Here Come The Pretzels

Stray observations:

  • Say, do you enjoy the television program The Simpsons? (You’ve read this deep into a review about an episode of the show that premiered 18 years ago, so odds are you enjoy The Simpsons.) Do you wish The A.V. Club wrote more about The Simpsons than we usually do? Well friend, this is your lucky week, because beginning Monday, January 12, we’re marking the 25th anniversary of “Bart The Genius” with a whole week of Simpsons-themed coverage. Tune in tomorrow for the start of Simpsons Week, and be extra sure to check back on Wednesday, when we begin a big countdown celebrating 25 years of The Simpsons and the sitcoms that followed in its wake.
  • The instrumental played during the Goodfellas/Casino montage is the classic NFL Films instrumental “The Lineman,” which modern-day viewers will recognize as SpongeBob SquarePants’ go-to Mermaid Man and Barnacle Boy theme.
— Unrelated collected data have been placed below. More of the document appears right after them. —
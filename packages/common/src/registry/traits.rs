use async_trait::async_trait;

use crate::share::{ShareId, ShareRecord};

use super::error::RegistryError;

/// Persistence for minted share records.
///
/// Records are write-once: `create` never overwrites, and nothing mutates a
/// record after creation. Implementations must keep concurrent creates on
/// distinct ids durable without lost updates.
#[async_trait]
pub trait ShareRegistry: Send + Sync {
    /// Persist a freshly minted record.
    async fn create(&self, record: &ShareRecord) -> Result<(), RegistryError>;

    /// Look up a record by id.
    ///
    /// An unknown id is `Ok(None)` — an expected outcome, not an error.
    async fn get(&self, id: &ShareId) -> Result<Option<ShareRecord>, RegistryError>;
}
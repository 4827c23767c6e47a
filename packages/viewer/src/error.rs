/// Errors that can occur while loading geometry for one model entry.
///
/// A load error is isolated to its entry: it is logged once and the entry is
/// excluded from the rendered scene, with no effect on sibling entries.
#[derive(Debug, thiserror::Error)]
pub enum LoadError {
    /// The fetch itself failed (connection refused, DNS, I/O).
    #[error("failed to fetch {url}: {source}")]
    Fetch {
        url: String,
        #[source]
        source: Box<dyn std::error::Error + Send + Sync>,
    },
    /// The server answered with a non-success status.
    #[error("fetch of {url} returned status {status}")]
    Status { url: String, status: u16 },
    /// The bounded fetch deadline elapsed.
    #[error("fetch of {url} timed out after {seconds}s")]
    Timeout { url: String, seconds: u64 },
    /// The payload is not a mesh this viewer understands.
    #[error("failed to parse geometry: {0}")]
    Parse(String),
    /// The mesh parsed but contains no triangles.
    #[error("geometry contains no triangles")]
    Empty,
}
//! STL (stereolithography) parsing for fetched mesh bytes.
//!
//! Both ASCII and binary formats are supported; the format is detected
//! automatically. Normals stored in the file are ignored — the renderer
//! recomputes smooth vertex normals after parsing.

use nalgebra::Point3;

use crate::error::LoadError;
use crate::geometry::Geometry;

/// STL binary header size in bytes.
const HEADER_SIZE: usize = 80;

/// Size of one triangle record in binary STL (normal + 3 vertices + attribute).
const TRIANGLE_SIZE: usize = 50;

/// Parse STL bytes into welded geometry.
///
/// Normals are not computed here; callers run
/// [`Geometry::compute_vertex_normals`] before rendering.
pub fn parse_stl(bytes: &[u8]) -> Result<Geometry, LoadError> {
    if bytes.len() < 6 {
        return Err(LoadError::Parse("data too small to be valid STL".into()));
    }

    let head = String::from_utf8_lossy(&bytes[..bytes.len().min(HEADER_SIZE)]);
    if head.trim_start().starts_with("solid") && !is_binary_stl_header(bytes) {
        parse_ascii(bytes)
    } else {
        parse_binary(bytes)
    }
}

/// Check if the header suggests binary STL despite starting with "solid".
///
/// Some binary files happen to carry "solid" in the 80-byte header; those
/// headers usually contain null bytes, which ASCII STL never does.
fn is_binary_stl_header(bytes: &[u8]) -> bool {
    if bytes.len() < HEADER_SIZE + 4 {
        return false;
    }
    bytes[..HEADER_SIZE].contains(&0)
}

fn parse_binary(bytes: &[u8]) -> Result<Geometry, LoadError> {
    if bytes.len() < HEADER_SIZE + 4 {
        return Err(LoadError::Parse(format!(
            "binary STL header truncated: {} bytes",
            bytes.len()
        )));
    }

    let face_count = u32::from_le_bytes([
        bytes[HEADER_SIZE],
        bytes[HEADER_SIZE + 1],
        bytes[HEADER_SIZE + 2],
        bytes[HEADER_SIZE + 3],
    ]) as usize;

    let body = &bytes[HEADER_SIZE + 4..];
    if body.len() < face_count * TRIANGLE_SIZE {
        return Err(LoadError::Parse(format!(
            "binary STL truncated: expected {face_count} triangles, got {} bytes",
            body.len()
        )));
    }

    let mut triangles = Vec::with_capacity(face_count);
    for i in 0..face_count {
        let record = &body[i * TRIANGLE_SIZE..(i + 1) * TRIANGLE_SIZE];
        // Skip the 12-byte file normal; it is recomputed later.
        triangles.push([
            read_vertex(&record[12..24]),
            read_vertex(&record[24..36]),
            read_vertex(&record[36..48]),
        ]);
    }

    finish(triangles)
}

/// Read a vertex from 12 bytes (3 little-endian f32s).
fn read_vertex(buf: &[u8]) -> Point3<f32> {
    let x = f32::from_le_bytes([buf[0], buf[1], buf[2], buf[3]]);
    let y = f32::from_le_bytes([buf[4], buf[5], buf[6], buf[7]]);
    let z = f32::from_le_bytes([buf[8], buf[9], buf[10], buf[11]]);
    Point3::new(x, y, z)
}

fn parse_ascii(bytes: &[u8]) -> Result<Geometry, LoadError> {
    let text = std::str::from_utf8(bytes)
        .map_err(|e| LoadError::Parse(format!("ASCII STL is not valid UTF-8: {e}")))?;

    let mut triangles: Vec<[Point3<f32>; 3]> = Vec::new();
    let mut in_facet = false;
    let mut in_loop = false;
    let mut corners: Vec<Point3<f32>> = Vec::with_capacity(3);

    for line in text.lines() {
        let parts: Vec<&str> = line.split_whitespace().collect();
        let Some(&keyword) = parts.first() else {
            continue;
        };

        match keyword.to_lowercase().as_str() {
            "facet" => {
                in_facet = true;
                // File normal follows; ignored.
            }
            "outer" => {
                if parts.len() >= 2 && parts[1].eq_ignore_ascii_case("loop") {
                    in_loop = true;
                    corners.clear();
                }
            }
            "vertex" => {
                if in_loop && parts.len() >= 4 {
                    let x: f32 = parse_coord(parts[1])?;
                    let y: f32 = parse_coord(parts[2])?;
                    let z: f32 = parse_coord(parts[3])?;
                    corners.push(Point3::new(x, y, z));
                }
            }
            "endloop" => {
                in_loop = false;
            }
            "endfacet" => {
                if in_facet && corners.len() == 3 {
                    triangles.push([corners[0], corners[1], corners[2]]);
                }
                in_facet = false;
            }
            "endsolid" => break,
            _ => {} // Ignore unknown lines.
        }
    }

    finish(triangles)
}

fn parse_coord(s: &str) -> Result<f32, LoadError> {
    s.parse()
        .map_err(|e| LoadError::Parse(format!("bad coordinate '{s}': {e}")))
}

fn finish(triangles: Vec<[Point3<f32>; 3]>) -> Result<Geometry, LoadError> {
    if triangles.is_empty() {
        return Err(LoadError::Empty);
    }
    Ok(Geometry::from_triangles(&triangles))
}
According to the SNPP, closed captioning for the episode displayed the lyrics to Squirrel Nut Zippers’ “Put A Lid On It,” which has the right tone for the sequence, if not the proper verve. (The Simpsons and Squirrel Nut Zippers would get their crossover moment when future “The Seemingly Never-Ending Story” director Raymond Persi co-helmed the video for “Ghost Of Stephen Foster.”)
  • Additional soundtrack notes: I assume the pairing of “Don’t Stop” and the red-white-and-blue Fleet-A-Pita truck is a reference to Bill Clinton using the Fleetwood Mac hit as the theme for his 1992 presidential campaign.
  • There’s some appropriately twisted humor in “The Twisted World Of Marge Simpson,” no more so than Frank’s unfortunate fate. And then Homer asks to see the executor of the Ormand estate: “He’s right over there.” [Camera pans to second casket.] “They were in the same car.”
  • The many layers of Dan Catellaneta’s portrayal of Homer come through in “The Twisted World”’s power-plant sequence: “It’s one of those Pretzel Wagons the movie stars are always talking about” is such a blatant fib, but the glee in Castellaneta’s voice glosses right over the awkward, deliberately vague fabrication. Then, amid the chatter of Homer’s colleagues, the actor proves himself the King of Throwaway Ad Libs: “Yeah, Homer’s right!”
  • Tress MacNeille is on fire in this episode, too. The spite she breathes into Agnes is as delicious as a Fleet-A-Pita “crunch patty”: Marge: “Well, I guess Macy’s and Gimbel’s learned to live side by side.” Agnes: “Gimbel’s is gone Marge, long gone. You’re Gimbel’s.”
  • In light of the events at the Isotopes game, Homer suggests rebranding Marge’s pretzels: “You could call them Whitey Whackers!”
  • Marge, crushed (just like the dairy product beneath her chin): “Listen to your mother, kids: Aim low. aim so low, no one will even care if you succeed. Dinner’s in the oven. If you want some butter, it’s under my face.”
  • The finale justifies itself with some excellently orchestrated martial-arts action, as well as this observation from Homer. “But Marge, that little guy hasn’t done anything yet. Look at him! He’s gonna do something, and you know it’s gonna be good.” (And once the door is closed, he does.)